Read "Transcendence" at The Eldritch Dark:
http://www.eldritchdark.com/writings/poetry/607/transcendence
This sonnet from Clark Ashton Smith (CAS) amounts to a significant statement, if one takes the approach (as I do) that it is informed by CAS' own personal philosophy. The poem posits an extremely detached point-of-view, and assigns so much value to that perspective as to label it transcendence.
It's hard to say enough good things about this particular work, given its technical excellence and the lyrically confident (if world-weary) attitude expressed by the narrator. And yet the end of the poem has a certain mystery to it:
This is to be the lord of love and grief,
O'er time's illusion and thyself supreme,
As, half-aroused in some nocturnal hour,
The dreamer knows and dominates his dream.

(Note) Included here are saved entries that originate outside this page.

// prose-core-client/prose-muc
//
// Copyright: 2023, Marc Bauer <mb@nesium.com>
// License: Mozilla Public License v2.0 (MPL v2.0)

/// A snapshot of the room's configuration as advertised by the MUC service (XEP-0045, 6.4).
#[derive(Debug, Clone, PartialEq, Default)]
pub struct RoomConfig {
    pub title: Option<String>,
    pub description: Option<String>,
    pub language: Option<String>,
    /// Real JIDs of occupants are visible to everyone.
    pub is_non_anonymous: bool,
    pub is_members_only: bool,
    pub is_moderated: bool,
    pub is_password_protected: bool,
    pub is_persistent: bool,
    pub is_public: bool,
    /// Messages are archived publicly.
    pub is_logged: bool,
    pub max_occupants: Option<u32>,
}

To say that a dream interrupted can be "dominated" by the dreamer has an element of hubris, and thus introduces a note of disbelief in all that has been stated in the previous lines. CAS seems to be both endorsing and mocking the detached attitude expressed by narrator, which is not necessarily a contradiction.
CAS apparently wrote this sonnet in 1919, and it's worth noting that in the following years, it saw publication both in the Argosy magazine and in a couple of hardcover poetry anthologies. These multiple publications likely gave it an unusually wide exposure for CAS' poetry, at least until he started contributing to Weird Tales magazine in later years.